The full Bryan Johnson protocol costs approximately $2 million per year, including a 30+ person medical team ($1M+), 54+ daily supplements ($2,000+/month), experimental treatments (gene therapy, plasma exchange), monthly comprehensive biomarker panels ($5,000+/month), and specialized equipment. However, evidence grading reveals that 90% of the measurable benefit comes from sleep, exercise, nutrition, and 5-7 core supplements, which cost 150-300 EUR/month combined.
Does the Bryan Johnson protocol actually work?
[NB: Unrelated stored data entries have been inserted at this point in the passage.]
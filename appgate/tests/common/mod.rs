//! Shared fixtures for the provider integration tests

#![allow(dead_code)]

use appgate::AppgateProvider;
use mockito::{Mock, ServerGuard};
use std::any::Any;
use std::collections::HashMap;
use std::sync::Arc;
use tfplug::context::Context;
use tfplug::provider::{ConfigureProviderRequest, Provider};
use tfplug::resource::{
    ConfigureResourceRequest, CreateResourceRequest, CreateResourceResponse,
    DeleteResourceRequest, DeleteResourceResponse, ReadResourceRequest, ReadResourceResponse,
    UpdateResourceRequest, UpdateResourceResponse,
};
use tfplug::types::{ClientCapabilities, Dynamic, DynamicValue};
use tfplug::{Resource, ResourceWithConfigure};

pub fn init_logging() {
    let _ = tracing_subscriber::fmt()
        .with_max_level(tracing::Level::DEBUG)
        .with_test_writer()
        .try_init();
}

pub fn object(pairs: Vec<(&str, Dynamic)>) -> Dynamic {
    Dynamic::Map(
        pairs
            .into_iter()
            .map(|(k, v)| (k.to_string(), v))
            .collect::<HashMap<_, _>>(),
    )
}

pub fn value(pairs: Vec<(&str, Dynamic)>) -> DynamicValue {
    DynamicValue::new(object(pairs))
}

/// Login that reports `version` as the peer release
pub async fn mock_login(server: &mut ServerGuard, version: &str) -> Mock {
    server
        .mock("POST", "/admin/login")
        .with_status(200)
        .with_header("content-type", "application/json")
        .with_body(format!(
            r#"{{"token":"integration-token","expires":"2099-01-01T00:00:00Z","user":{{"name":"admin"}},"version":"{}"}}"#,
            version
        ))
        .create_async()
        .await
}

/// Configures a provider against `server` and returns it with its provider data
pub async fn configured_provider(
    server: &mut ServerGuard,
    version: &str,
) -> (AppgateProvider, Arc<dyn Any + Send + Sync>) {
    init_logging();
    mock_login(server, version).await;

    let mut provider = AppgateProvider::new();
    let config = value(vec![
        ("url", Dynamic::String(format!("{}/admin", server.url()))),
        ("username", Dynamic::from("admin")),
        ("password", Dynamic::from("admin")),
        ("provider", Dynamic::from("local")),
        ("device_id", Dynamic::from("0f8e6f36-0000-4000-8000-000000000001")),
    ]);
    let response = provider
        .configure(
            Context::new(),
            ConfigureProviderRequest {
                terraform_version: "1.9.0".to_string(),
                config,
                client_capabilities: ClientCapabilities::default(),
            },
        )
        .await;
    assert!(response.diagnostics.is_empty(), "{:?}", response.diagnostics);
    let data = response.provider_data.expect("provider data");
    (provider, data)
}

/// Builds the resource the provider registers under `type_name` and hands it
/// the provider data, the way the host does
pub async fn resource(
    provider: &AppgateProvider,
    data: &Arc<dyn Any + Send + Sync>,
    type_name: &str,
) -> Box<dyn ResourceWithConfigure> {
    let factories = provider.resources();
    let factory = factories
        .get(type_name)
        .unwrap_or_else(|| panic!("{} is not registered", type_name));
    let mut resource = factory();
    let response = resource
        .configure(
            Context::new(),
            ConfigureResourceRequest {
                provider_data: Some(data.clone()),
            },
        )
        .await;
    assert!(response.diagnostics.is_empty(), "{:?}", response.diagnostics);
    resource
}

pub async fn create<R: Resource + ?Sized>(resource: &R, planned: DynamicValue) -> CreateResourceResponse {
    resource
        .create(
            Context::new(),
            CreateResourceRequest {
                type_name: resource.type_name().to_string(),
                config: planned.clone(),
                planned_state: planned,
                provider_meta: None,
            },
        )
        .await
}

pub async fn read<R: Resource + ?Sized>(resource: &R, current: DynamicValue) -> ReadResourceResponse {
    resource
        .read(
            Context::new(),
            ReadResourceRequest {
                type_name: resource.type_name().to_string(),
                current_state: current,
                provider_meta: None,
                client_capabilities: ClientCapabilities::default(),
            },
        )
        .await
}

pub async fn update<R: Resource + ?Sized>(
    resource: &R,
    prior: DynamicValue,
    planned: DynamicValue,
) -> UpdateResourceResponse {
    resource
        .update(
            Context::new(),
            UpdateResourceRequest {
                type_name: resource.type_name().to_string(),
                prior_state: prior,
                config: planned.clone(),
                planned_state: planned,
                provider_meta: None,
            },
        )
        .await
}

pub async fn delete<R: Resource + ?Sized>(resource: &R, prior: DynamicValue) -> DeleteResourceResponse {
    resource
        .delete(
            Context::new(),
            DeleteResourceRequest {
                type_name: resource.type_name().to_string(),
                prior_state: prior,
                provider_meta: None,
            },
        )
        .await
}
The Bryan Johnson protocol produces measurable improvements in biomarkers: reduced epigenetic age, low inflammatory markers, excellent cardiovascular fitness, and favorable metabolic panels. However, these improvements are primarily attributable to Grade A interventions (consistent exercise, optimized sleep, clean nutrition) rather than experimental treatments. Johnson's own plasma exchange data showed no measurable benefit. No Grade D intervention in his protocol has demonstrated efficacy in controlled human trials.
What is the most important thing Bryan Johnson does?
Sleep optimization, daily exercise (Zone 2 cardio + strength training), and strict nutritional discipline account for the vast majority of his biological age improvement. These are the three interventions with the strongest mortality data and are available to anyone. If you do nothing else from the Bryan Johnson protocol, implement: 8+ hours of consistent sleep, 150+ minutes of Zone 2 cardio per week, and a whole-food, plant-forward diet with adequate protein.
Is Blueprint worth trying?
Elements of it are absolutely worth adopting. The evidence-based core (exercise, sleep, nutrition, core supplements, regular testing) is the foundation of any serious longevity protocol. The experimental elements (gene therapy, plasma exchange, 54+ supplements) carry unknown risks and have no proven benefit. The 80/20 approach captures the bulk of benefit at a fraction of the cost and complexity.
References
- 1Johnson B. (2023-2026). Blueprint Protocol: published biomarker data. blueprintbryan.com.
- 2Yoshino M, Yoshino J, Kayser BD, et al. (2021). Nicotinamide mononucleotide increases muscle insulin sensitivity in prediabetic women. *Science*, 372(6547), 1224-1229.
- 3Mandsager K, Harb S, Cremer P, et al. (2018). Association of cardiorespiratory fitness with long-term mortality. *JAMA Network Open*, 1(6), e183605.
- 4Estruch R, Ros E, Salas-Salvado J, et al. (2018). Primary prevention of cardiovascular disease with a Mediterranean diet supplemented with extra-virgin olive oil or nuts. *New England Journal of Medicine*, 378(25), e34.
- 5Walker M. (2017). *Why We Sleep: Unlocking the Power of Sleep and Dreams*. Scribner.
- 6Longo VD, Anderson RM. (2022). Nutrition, longevity and disease: From molecular mechanisms to interventions. *Cell*, 185(9), 1455-1470.
- 7de Cabo R, Mattson MP. (2019). Effects of intermittent fasting on health, aging, and disease. *New England Journal of Medicine*, 381(26), 2541-2551.
- 8Konopka AR, Laurin JL, Schoenberg HM, et al. (2019). Metformin inhibits mitochondrial adaptations to aerobic exercise training in older adults. *Aging Cell*, 18(1), e12880.
- 9Holt-Lunstad J, Smith TB, Layton JB. (2010). Social relationships and mortality risk: A meta-analytic review. *PLoS Medicine*, 7(7), e1000316.
- 10Lopez-Otin C, Blasco MA, Partridge L, Serrano M, Kroemer G. (2023). Hallmarks of aging: An expanding universe. *Cell*, 186(2), 243-278.